## Stored items
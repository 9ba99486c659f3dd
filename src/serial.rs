/// Serial port driver using UART 16550.
///
/// The UART chip converts parallel data to serial for communication.
/// COM1 is at I/O port 0x3F8. QEMU redirects serial to stdio,
/// so we use this for test output and debug logging.

use spin::Mutex;
use uart_16550::SerialPort;

pub static SERIAL1: Mutex<SerialPort> = Mutex::new(unsafe { SerialPort::new(0x3F8) });

pub fn init() {
    SERIAL1.lock().init();
}

#[macro_export]
macro_rules! serial_print {
    ($($arg:tt)*) => {
        $crate::serial::_print(::core::format_args!($($arg)*));
    };
}

#[macro_export]
macro_rules! serial_println {
    () => ($crate::serial_print!("\n"));
    ($($arg:tt)*) => ($crate::serial_print!("{}\n", ::core::format_args!($($arg)*)));
}

#[doc(hidden)]
pub fn _print(args: core::fmt::Arguments) {
    use core::fmt::Write;
    use x86_64::instructions::interrupts;

    interrupts::without_interrupts(|| {
        SERIAL1.lock().write_fmt(args).unwrap();
    });
}
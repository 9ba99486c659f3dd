//! Boot-time configuration.
//!
//! The teacher hardcodes its PIT divisor and has no notion of a scheduler
//! flag at all; this crate lifts the handful of constants spec.md actually
//! names into one small struct so `main.rs` and the integration tests can
//! read them from one place instead of matching magic numbers scattered
//! through `interrupts.rs`/`thread::scheduler`.

use spin::Once;

/// Ticks per second the PIT is programmed to fire at.
pub const DEFAULT_PIT_HZ: u32 = 100;

/// Ticks a thread may run before preemption is requested (spec.md §4.2,
/// "TIME_SLICE (4 ticks)").
pub const TIME_SLICE: u64 = 4;

/// Default `base_priority` assigned to a thread that doesn't request one
/// explicitly (spec.md §3, "0..63, default 31").
pub const PRIORITY_DEFAULT: u8 = 31;
pub const PRIORITY_MIN: u8 = 0;
pub const PRIORITY_MAX: u8 = 63;

/// Depth bound on nested donation chain walks (spec.md §4.5).
pub const DONATION_DEPTH_LIMIT: u32 = 8;

#[derive(Debug, Clone, Copy)]
pub struct BootConfig {
    /// Recognized per spec.md §6 ("CLI opt-in recognized but not otherwise
    /// part of the core"); selecting it is a no-op here since the MLFQS
    /// body is explicitly unspecified.
    pub mlfqs: bool,
    pub pit_hz: u32,
}

impl Default for BootConfig {
    fn default() -> Self {
        BootConfig { mlfqs: false, pit_hz: DEFAULT_PIT_HZ }
    }
}

static CONFIG: Once<BootConfig> = Once::new();

impl BootConfig {
    /// Parses the bootloader's kernel command line (a space-separated
    /// argument string) for `-mlfqs`; everything else defaults.
    pub fn parse(cmdline: &str) -> Self {
        let mut cfg = BootConfig::default();
        for arg in cmdline.split_whitespace() {
            if arg == "-mlfqs" {
                cfg.mlfqs = true;
            }
        }
        cfg
    }

    /// Installs the config parsed from the boot command line. Must be
    /// called at most once, before `get()`.
    pub fn init(cmdline: &str) {
        CONFIG.call_once(|| BootConfig::parse(cmdline));
    }

    /// Reads the installed config, or the default if `init` was never
    /// called (e.g. integration tests that don't go through `main.rs`).
    pub fn get() -> BootConfig {
        *CONFIG.call_once(BootConfig::default)
    }
}

#[cfg(test)]
mod tests {
    use super::*;

    #[test]
    fn parses_mlfqs_flag() {
        let cfg = BootConfig::parse("-mlfqs");
        assert!(cfg.mlfqs);
    }

    #[test]
    fn defaults_to_fixed_priority() {
        let cfg = BootConfig::parse("quiet loglevel=3");
        assert!(!cfg.mlfqs);
        assert_eq!(cfg.pit_hz, DEFAULT_PIT_HZ);
    }
}
#[cfg(test)]
mod tests {
    use super::*;

    /// Builds a standalone `Tcb` on the caller's stack — not through
    /// `create()`/`current_stack_base()`, both of which assume a real
    /// kernel stack this host test doesn't have. Donation bookkeeping
    /// (`raise_effective_priority`/`refresh_priority`/`donors`) is plain
    /// logic over `Tcb` values and doesn't otherwise touch `hal`, so it's
    /// exercised directly here instead of only end-to-end under `lock`
    /// (spec.md §8 scenarios S3/S4/S5, the `donate_priority` family in
    /// `examples/original_source/threads/synch.c`).
    fn make_tcb(name: &str, priority: u8) -> Tcb {
        let mut tcb = core::mem::MaybeUninit::<Tcb>::uninit();
        unsafe {
            init_thread_in_place(
                NonNull::new(tcb.as_mut_ptr()).unwrap(),
                NonNull::dangling(),
                name,
                priority,
                None,
            );
            tcb.assume_init()
        }
    }

    /// S3 — simple donation: two donors raise a holder's effective
    /// priority to the higher of the two, and releasing the higher one
    /// drops it back to the lower donor's priority, not all the way to
    /// base.
    #[test]
    fn donation_raises_to_highest_donor_and_refresh_recomputes() {
        let mut low = make_tcb("low", 10);
        let med = make_tcb("med", 20);
        let high = make_tcb("high", 30);

        let med_ptr = NonNull::from(&med);
        let high_ptr = NonNull::from(&high);

        low.donors.insert_desc_by_key(med_ptr, |d| d.effective_priority());
        low.raise_effective_priority(med.effective_priority());
        assert_eq!(low.effective_priority(), 20);

        low.donors.insert_desc_by_key(high_ptr, |d| d.effective_priority());
        low.raise_effective_priority(high.effective_priority());
        assert_eq!(low.effective_priority(), 30);

        // high releases: its link leaves the donor list, effective
        // priority is recomputed from scratch rather than just lowered by
        // high's contribution, so it lands on med's 20 (P4).
        let high_link = unsafe { DonorAdapter::link_of(high_ptr) };
        low.donors.remove(high_link);
        low.refresh_priority();
        assert_eq!(low.effective_priority(), 20);

        let med_link = unsafe { DonorAdapter::link_of(med_ptr) };
        low.donors.remove(med_link);
        low.refresh_priority();
        assert_eq!(low.effective_priority(), low.base_priority());
    }

    /// S5 — multiple donors to the same holder: refresh always picks the
    /// current maximum among whoever is still donating, regardless of the
    /// order donors arrived or left in.
    #[test]
    fn refresh_tracks_max_of_remaining_donors_regardless_of_order() {
        let mut holder = make_tcb("holder", 15);
        let a = make_tcb("a", 22);
        let b = make_tcb("b", 18);
        let c = make_tcb("c", 27);

        for d in [NonNull::from(&a), NonNull::from(&b), NonNull::from(&c)] {
            holder.donors.insert_desc_by_key(d, |d| d.effective_priority());
            holder.raise_effective_priority(unsafe { d.as_ref().effective_priority() });
        }
        assert_eq!(holder.effective_priority(), 27);

        // The max-priority donor (c, 27) leaves first; the next highest
        // remaining (a, 22) becomes the new floor.
        holder.donors.remove(unsafe { DonorAdapter::link_of(NonNull::from(&c)) });
        holder.refresh_priority();
        assert_eq!(holder.effective_priority(), 22);

        holder.donors.remove(unsafe { DonorAdapter::link_of(NonNull::from(&a)) });
        holder.refresh_priority();
        assert_eq!(holder.effective_priority(), 18);

        holder.donors.remove(unsafe { DonorAdapter::link_of(NonNull::from(&b)) });
        holder.refresh_priority();
        assert_eq!(holder.effective_priority(), holder.base_priority());
    }

    /// `raise_effective_priority` only ever raises; a donation below the
    /// current effective priority is a no-op.
    #[test]
    fn raise_never_lowers_effective_priority() {
        let mut t = make_tcb("t", 20);
        t.raise_effective_priority(10);
        assert_eq!(t.effective_priority(), 20);
        t.raise_effective_priority(25);
        assert_eq!(t.effective_priority(), 25);
    }
}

## Work order
Lines in the data containing the string "unwrap" are to be counted; give that number alone.

## Response to the task
2